TSH >2.0 indicates your thyroid gland is beginning to struggle to produce thyroid hormone. FT4 17.17 is good but probably only because your thyroid is being flogged to produce T4. NHS doesn't usually diagnose primary hypothyroidism until TSH is over range or FT4 below range.
Thyroid peroxidase antibodies are positive for autoimmune thyroid disease (Hashimoto's). There is no cure for Hashimoto's which causes 90% of hypothyroidism. Treatment is for the low thyroid levels it causes. Many people have found that 100% gluten-free diet is helpful in reducing Hashi flares, symptoms and eventually antibodies.

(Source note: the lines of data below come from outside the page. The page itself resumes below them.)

impl EngineCommand {
    /// What: Scan engine invocation `<binary> -r --verbose [extra...]`.
    ///
    /// Inputs:
    /// - `binary`: Engine binary name or path.
    /// - `extra_args`: Additional arguments inserted before the target path.
    ///
    /// Output:
    /// - Command that runs in its own process group.
    #[must_use]
    pub fn scanner(binary: &str, extra_args: &[String]) -> Self {
        let mut args = vec!["-r".to_string(), "--verbose".to_string()];
        args.extend(extra_args.iter().cloned());
        Self {
            program: binary.to_string(),
            args,
            infected_exit_code: None,
            own_process_group: true,
        }
    }

    /// What: Updater invocation, optionally through `sudo`.
    ///
    /// Inputs:
    /// - `binary`: Updater binary name or path.
    /// - `use_sudo`: Prefix with `sudo`.
    ///
    /// Output:
    /// - Command that stays in the terminal's process group so `sudo` can prompt.
    #[must_use]
    pub fn updater(binary: &str, use_sudo: bool) -> Self {
        let (program, args) = if use_sudo {
            ("sudo".to_string(), vec![binary.to_string()])
        } else {
            (binary.to_string(), Vec::new())
        };
        Self {
            program,
            args,
            infected_exit_code: None,
            own_process_group: false,
        }
    }

    /// Set the exit code that reports detections rather than failure.
    #[must_use]
    pub const fn with_infected_exit_code(mut self, code: Option<i32>) -> Self {
        self.infected_exit_code = code;
        self
    }

    /// Human-readable command line for messages.
    #[must_use]
    pub fn display(&self) -> String {
        std::iter::once(self.program.as_str())
            .chain(self.args.iter().map(String::as_str))
            .collect::<Vec<_>>()
            .join(" ")
    }
}

/// What: Parameters for one scan (the runner's whole configuration surface).
#[derive(Clone, Copy, Debug)]
pub struct ScanRequest<'a> {
    /// Path handed to the engine as its final argument.
    pub target: &'a Path,
    /// Estimated item count used only for progress scaling.
    pub expected_items: u64,
    /// Maximum wall-clock time before the scan is aborted.
    pub timeout: Duration,
    /// Session cancel token.
    pub cancel: &'a CancelToken,
}

/// Which pipe a chunk came from.
#[derive(Clone, Copy, Debug, PartialEq, Eq)]
enum Stream {
    /// Standard output.
    Stdout,
    /// Standard error.
    Stderr,
}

Dr A Toft, consultant physician and endocrinologist at the Royal Infirmary of Edinburgh, wrote in Pulse Magazine, "...If these [antibodies] are positive – indicative of underlying autoimmune thyroid disease – the patient should be considered to have the mildest form of hypothyroidism.
In the absence of symptoms some would simply recommend annual thyroid function tests until serum TSH is over 10mU/l or symptoms such as tiredness and weight gain develop. But a more pragmatic approach is to recognise that the thyroid failure is likely to become worse and try to nip things in the bud rather than risk loss to follow-up."